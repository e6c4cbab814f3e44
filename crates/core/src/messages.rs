//! Client-facing message constants shared by the service and HTTP layers.

/// Value of the `result` field on every successful response.
pub const OK: &str = "OK";

pub const NO_AUTHORITY_TO_ACCESS: &str = "no authority to access";
pub const INVALID_REQUEST: &str = "invalid request";
pub const UNEXPECTED_ERROR: &str = "unexpected error";
pub const NOT_AUTHENTICATED: &str = "not authenticated";
//! Repository for the `plots` table.

use plotline_core::model::NewPlot;
use plotline_core::types::DbId;
use sqlx::PgPool;

use crate::models::plot::PlotRow;

const COLUMNS: &str =
    "id, is_time_flag, situation, location_title, location_description, location_image_url";

pub struct PlotRepo;

impl PlotRepo {
    pub async fn create(pool: &PgPool, input: &NewPlot) -> Result<PlotRow, sqlx::Error> {
        let query = format!(
            "INSERT INTO plots (is_time_flag, situation, location_title, location_description, location_image_url)
             VALUES ($1, $2, $3, $4, $5)
             RETURNING {COLUMNS}"
        );
        sqlx::query_as::<_, PlotRow>(&query)
            .bind(input.is_time_flag)
            .bind(&input.situation)
            .bind(&input.location.title)
            .bind(&input.location.description)
            .bind(&input.location.image_url)
            .fetch_one(pool)
            .await
    }

    /// Fetch the plots named by `ids`, ordered as `ids` lists them.
    pub async fn find_by_ids(pool: &PgPool, ids: &[DbId]) -> Result<Vec<PlotRow>, sqlx::Error> {
        let query = format!(
            "SELECT {COLUMNS} FROM plots
             WHERE id = ANY($1)
             ORDER BY array_position($1, id)"
        );
        sqlx::query_as::<_, PlotRow>(&query)
            .bind(ids)
            .fetch_all(pool)
            .await
    }

    /// Permanently delete a plot. Returns `true` if a row was removed.
    pub async fn delete(pool: &PgPool, id: DbId) -> Result<bool, sqlx::Error> {
        let result = sqlx::query("DELETE FROM plots WHERE id = $1")
            .bind(id)
            .execute(pool)
            .await?;
        Ok(result.rows_affected() > 0)
    }
}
_____
Task item: Looking back at the data above, tally each line that includes the word "PlotRow", then answer with the total alone.

Response to the exercise: 5